On Oct. 18, 2021, United States Environmental Protection Agency (EPA) Administrator Michael S. Regan announced the EPA’s strategy to address certain per- and polyfluoroalkyl substances (PFAS): PFAS Strategic Roadmap: EPA’s Commitment to Action 2021-2024. The agency set out three broad goals: to invest in research, restrict PFAS pollution, and remediate PFAS contamination.
The Strategic Roadmap details key actions the EPA plans to take with expected timelines under a host of statutory authorities, including the Safe Drinking Water Act (SDWA), the Toxic Substances Control Act (TSCA), the Resource Conservation and Recovery Act (RCRA), the Clean Water Act (CWA), and the Comprehensive Environmental Response, Compensation, and Liability Act (CERCLA). This GT Alert underscores two key actions being undertaken under the SDWA and CERCLA and the potential implications for site cleanups.
Federal Drinking Water Standard
The EPA lays out a timeline for regulation of PFOA (perfluorooctanoic acid) and PFOS (perfluorooctane sulfonic acid) under the SDWA. Following the EPA’s March 2021 final determination to regulate PFOA and PFOS in drinking water, the EPA anticipates issuing a proposed rule in fall 2022 and a final rule in fall 2023. In addition, by spring 2022, the EPA expects to develop non-regulatory advisories to encourage state, local, and tribal governmental action. The EPA also is evaluating additional PFAS and potential regulatory action – however, the EPA has not specified which PFAS are under consideration.
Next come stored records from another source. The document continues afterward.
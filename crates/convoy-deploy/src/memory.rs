//! In-memory cluster that stands in for the supervision, placement, and
//! artifact layers. Used by `convoyd simulate` and by tests.
//!
//! Launched tasks report running immediately unless launches are held.
//! Every task state change is published on the event bus the way a real
//! supervision layer would report it.

use std::collections::{BTreeMap, HashMap};
use std::sync::{Arc, Mutex, MutexGuard};

use async_trait::async_trait;
use chrono::Utc;
use tracing::debug;

use convoy_core::{
    AppId, AppSpec, ArtifactStore, CollaboratorError, CollaboratorResult, Event, EventBus,
    HealthCheckSpec, Task, TaskId, TaskLauncher, TaskState, TaskStatus, TaskSupervisor, Version,
};
use convoy_health::{HealthResult, Prober};

const FIRST_PORT: u16 = 31000;

#[derive(Default)]
struct ClusterState {
    tasks: BTreeMap<TaskId, Task>,
    targets: HashMap<(AppId, Version), u32>,
    artifact_failures: HashMap<AppId, u32>,
    supervisor_failures: u32,
    hold_launches: bool,
    next_port: u16,
    kills: Vec<TaskId>,
    backoffs: Vec<(AppId, TaskId)>,
}

/// Shared in-memory cluster. Clone freely; clones see the same state.
#[derive(Clone)]
pub struct InMemoryCluster {
    state: Arc<Mutex<ClusterState>>,
    events: EventBus,
}

impl InMemoryCluster {
    pub fn new(events: EventBus) -> Self {
        Self {
            state: Arc::new(Mutex::new(ClusterState {
                next_port: FIRST_PORT,
                ..ClusterState::default()
            })),
            events,
        }
    }

    fn lock(&self) -> MutexGuard<'_, ClusterState> {
        // A poisoned lock only means a test panicked mid-update.
        self.state.lock().unwrap_or_else(|poisoned| poisoned.into_inner())
    }

    /// Place `instances` running tasks of `app` without publishing events,
    /// as if they were deployed before the simulation started.
    pub fn seed(&self, app: &AppSpec, instances: u32) -> Vec<TaskId> {
        let mut state = self.lock();
        state.targets.insert((app.id.clone(), app.version.clone()), instances);
        (0..instances)
            .map(|_| {
                let task = new_task(&mut state, app, TaskState::Running);
                let id = task.id.clone();
                state.tasks.insert(id.clone(), task);
                id
            })
            .collect()
    }

    /// While held, launched tasks stay staging.
    pub fn hold_launches(&self, hold: bool) {
        self.lock().hold_launches = hold;
    }

    /// Promote every staging task to running.
    pub fn release_staging(&self) {
        let promoted: Vec<Task> = {
            let mut state = self.lock();
            state
                .tasks
                .values_mut()
                .filter(|task| task.state == TaskState::Staging)
                .map(|task| {
                    task.state = TaskState::Running;
                    task.started_at = Some(Utc::now());
                    task.clone()
                })
                .collect()
        };
        for task in promoted {
            self.publish_status(&task, TaskStatus::Running);
        }
    }

    /// Fail the next `count` artifact resolutions of an app.
    pub fn fail_artifacts(&self, app_id: &AppId, count: u32) {
        self.lock().artifact_failures.insert(app_id.clone(), count);
    }

    /// Fail the next `count` task listings.
    pub fn fail_listings(&self, count: u32) {
        self.lock().supervisor_failures = count;
    }

    pub fn tasks(&self, app_id: &AppId) -> Vec<Task> {
        self.lock()
            .tasks
            .values()
            .filter(|task| &task.app_id == app_id)
            .cloned()
            .collect()
    }

    pub fn kills(&self) -> Vec<TaskId> {
        self.lock().kills.clone()
    }

    pub fn backoffs(&self) -> Vec<(AppId, TaskId)> {
        self.lock().backoffs.clone()
    }

    /// Launch target recorded for a version, if it is still wanted.
    pub fn target(&self, app_id: &AppId, version: &Version) -> Option<u32> {
        self.lock()
            .targets
            .get(&(app_id.clone(), version.clone()))
            .copied()
    }

    fn publish_status(&self, task: &Task, status: TaskStatus) {
        self.events.publish(Event::TaskStatusChanged {
            app_id: task.app_id.clone(),
            task_id: task.id.clone(),
            version: task.version.clone(),
            status,
        });
    }
}

fn new_task(state: &mut ClusterState, app: &AppSpec, task_state: TaskState) -> Task {
    let port = state.next_port;
    state.next_port = state.next_port.wrapping_add(1).max(FIRST_PORT);
    let now = Utc::now();
    Task {
        id: TaskId::for_app(&app.id),
        app_id: app.id.clone(),
        version: app.version.clone(),
        host: "127.0.0.1".to_string(),
        ports: vec![port],
        staged_at: now,
        started_at: (task_state == TaskState::Running).then_some(now),
        state: task_state,
    }
}

#[async_trait]
impl TaskSupervisor for InMemoryCluster {
    async fn list_live_tasks(&self, app_id: &AppId) -> CollaboratorResult<Vec<Task>> {
        {
            let mut state = self.lock();
            if state.supervisor_failures > 0 {
                state.supervisor_failures -= 1;
                return Err(CollaboratorError::Unavailable(
                    "supervisor is not reachable".to_string(),
                ));
            }
        }
        Ok(self.tasks(app_id))
    }

    async fn kill_task(&self, task_id: &TaskId) -> CollaboratorResult<()> {
        let killed = {
            let mut state = self.lock();
            state.kills.push(task_id.clone());
            state.tasks.remove(task_id)
        };
        if let Some(task) = killed {
            debug!(task = %task_id, "task killed");
            self.publish_status(&task, TaskStatus::Killed);
        }
        Ok(())
    }

    async fn notify_unhealthy_task_killed(
        &self,
        app_id: &AppId,
        task_id: &TaskId,
    ) -> CollaboratorResult<()> {
        self.lock().backoffs.push((app_id.clone(), task_id.clone()));
        Ok(())
    }
}

#[async_trait]
impl TaskLauncher for InMemoryCluster {
    async fn scale(&self, app: &AppSpec, instances: u32) -> CollaboratorResult<()> {
        let launched: Vec<Task> = {
            let mut state = self.lock();
            state
                .targets
                .insert((app.id.clone(), app.version.clone()), instances);
            let live = state
                .tasks
                .values()
                .filter(|task| task.app_id == app.id && task.version == app.version)
                .count();
            let wanted = usize::try_from(instances).unwrap_or(usize::MAX);
            let task_state = if state.hold_launches {
                TaskState::Staging
            } else {
                TaskState::Running
            };
            (live..wanted)
                .map(|_| {
                    let task = new_task(&mut state, app, task_state);
                    state.tasks.insert(task.id.clone(), task.clone());
                    task
                })
                .collect()
        };

        debug!(app = %app.id, version = %app.version, launched = launched.len(), "scaled");
        for task in &launched {
            self.publish_status(task, TaskStatus::Staging);
            if task.is_running() {
                self.publish_status(task, TaskStatus::Running);
            }
        }
        Ok(())
    }

    async fn stop(&self, app_id: &AppId, version: &Version) -> CollaboratorResult<()> {
        self.lock()
            .targets
            .remove(&(app_id.clone(), version.clone()));
        Ok(())
    }
}

#[async_trait]
impl ArtifactStore for InMemoryCluster {
    async fn resolve(&self, app: &AppSpec) -> CollaboratorResult<()> {
        let mut state = self.lock();
        match state.artifact_failures.get_mut(&app.id) {
            Some(remaining) if *remaining > 0 => {
                *remaining -= 1;
                Err(CollaboratorError::Unavailable(format!(
                    "artifacts of {} not reachable",
                    app.id
                )))
            }
            _ => Ok(()),
        }
    }
}

/// Prober answering from a per-version script. Unscripted versions are
/// healthy.
#[derive(Clone, Default)]
pub struct ScriptedProber {
    results: Arc<Mutex<HashMap<(AppId, Version), HealthResult>>>,
}

impl ScriptedProber {
    pub fn new() -> Self {
        Self::default()
    }

    pub fn set(&self, app_id: &AppId, version: &Version, result: HealthResult) {
        self.results
            .lock()
            .unwrap_or_else(|poisoned| poisoned.into_inner())
            .insert((app_id.clone(), version.clone()), result);
    }
}

#[async_trait]
impl Prober for ScriptedProber {
    async fn probe(&self, task: &Task, _check: &HealthCheckSpec) -> HealthResult {
        self.results
            .lock()
            .unwrap_or_else(|poisoned| poisoned.into_inner())
            .get(&(task.app_id.clone(), task.version.clone()))
            .cloned()
            .unwrap_or(HealthResult::Healthy)
    }
}

#[cfg(test)]
mod tests {
    use super::*;

    fn web(version: &str) -> AppSpec {
        AppSpec::new(AppId::new("/web").unwrap(), version, 3)
    }

    #[tokio::test]
    async fn scale_launches_only_the_missing_tasks() {
        let bus = EventBus::new(64);
        let mut rx = bus.subscribe();
        let cluster = InMemoryCluster::new(bus);

        cluster.seed(&web("v1"), 2);
        cluster.scale(&web("v1"), 3).await.unwrap();
        assert_eq!(cluster.tasks(&web("v1").id).len(), 3);

        let event = rx.recv().await.unwrap();
        assert!(matches!(
            event,
            Event::TaskStatusChanged { status: TaskStatus::Staging, .. }
        ));

        // Scaling never kills.
        cluster.scale(&web("v1"), 1).await.unwrap();
        assert_eq!(cluster.tasks(&web("v1").id).len(), 3);
        assert_eq!(cluster.target(&web("v1").id, &Version::new("v1")), Some(1));
    }

    #[tokio::test]
    async fn held_launches_stay_staging() {
        let cluster = InMemoryCluster::new(EventBus::new(64));
        cluster.hold_launches(true);
        cluster.scale(&web("v1"), 2).await.unwrap();
        assert!(cluster.tasks(&web("v1").id).iter().all(|t| !t.is_running()));

        cluster.release_staging();
        assert!(cluster.tasks(&web("v1").id).iter().all(Task::is_running));
    }

    #[tokio::test]
    async fn kill_removes_and_records() {
        let cluster = InMemoryCluster::new(EventBus::new(64));
        let ids = cluster.seed(&web("v1"), 2);

        cluster.kill_task(&ids[0]).await.unwrap();
        cluster.kill_task(&TaskId::new("unknown")).await.unwrap();

        assert_eq!(cluster.tasks(&web("v1").id).len(), 1);
        assert_eq!(cluster.kills().len(), 2);
    }

    #[tokio::test]
    async fn scripted_failures_run_out() {
        let cluster = InMemoryCluster::new(EventBus::new(64));
        cluster.fail_artifacts(&web("v1").id, 1);
        assert!(cluster.resolve(&web("v1")).await.is_err());
        assert!(cluster.resolve(&web("v1")).await.is_ok());

        cluster.fail_listings(1);
        assert!(cluster.list_live_tasks(&web("v1").id).await.is_err());
        assert!(cluster.list_live_tasks(&web("v1").id).await.is_ok());
    }
}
The broadest definition of PFAS includes thousands of chemicals, with different applications, chemical properties, and toxicological profiles. Until this point, a patchwork of state regulation has existed, with certain states adopting the non-enforceable 70 parts per trillion federal Health Advisory Level as an enforceable state limit, while others have adopted more restrictive regulations.
A nationwide maximum contaminant level (MCL) for PFOA and PFOS may impact site cleanups and remedy selection. For example, listing PFOA and PFOS as hazardous substances under CERCLA does not establish an enforceable cleanup standard – that designation alone does not establish a remedial action trigger or remedial action objective. A federal MCL, however, would impact remedy selection. Section 121 of CERCLA governs remedy selection, which requires consideration of protectiveness and applicable or relevant and appropriate requirements (ARARs). For groundwater, the ARARs are the Maximum Contaminant Level Goals or the MCL. If there is a federal MCL, then the MCL is the ARAR under CERCLA, and therefore, part of the CERCLA remedy selection. (A state standard may be an ARAR if certain conditions are met.)
Hazardous Substance Designation
The EPA seeks to designate PFOA and PFOS as CERCLA hazardous substances. The EPA expects its proposed rulemaking to be available for public comment in spring 2022, and the final rule by summer 2023. The EPA also is working on an Advance Notice of Proposed Rulemaking in order to seek public comment on whether precursors to PFAS, or other PFAS in addition to PFOA and PFOS, should be designated CERCLA hazardous substances.
Under CERCLA, a site is contaminated if it is the location of a “release” of a “hazardous substance,” which causes the incurrence of response costs. Designating these compounds as hazardous substances may impact enforcement by EPA and state authorities as well as remedial actions and private party litigation. This designation may expand the sites under which a CERCLA cleanup may be conducted and enhance the EPA’s and state agencies’ ability to direct or undertake the remediation of sites with PFOA or PFOS contamination. The designation also may implicate sites where remedial actions already are being undertaken and raises the possibility of the new or different remedial actions being imposed.
Questions may arise regarding reopeners at closed sites in light of the EPA’s standard language in consent decrees. For example, if PFOS or PFOA was detected during site investigations, but the final remedy did not address PFOA or PFOS, can the presence of PFOA or PFOS constitute new information or unanticipated conditions to warrant a reopener? Some may argue it cannot be new information if previously detected, even if not regulated previously as a hazardous substance. Moreover, there would need to be a significant reason to undo prior closure work. Equally challenging may be questioned as to whether private party allocations may take into account costs associated with remediation of PFOA or PFOS if the compounds were not considered as part of the Record of Decision.
Parties may wish to consider PFOA and PFOS during due diligence activities now – even before any final designation – depending on the site’s prior use, surrounding area, and future intended use. Additionally, parties may wish to seek broader coverage for emerging contaminants, not merely PFOA or PFOS, in environmental indemnifications.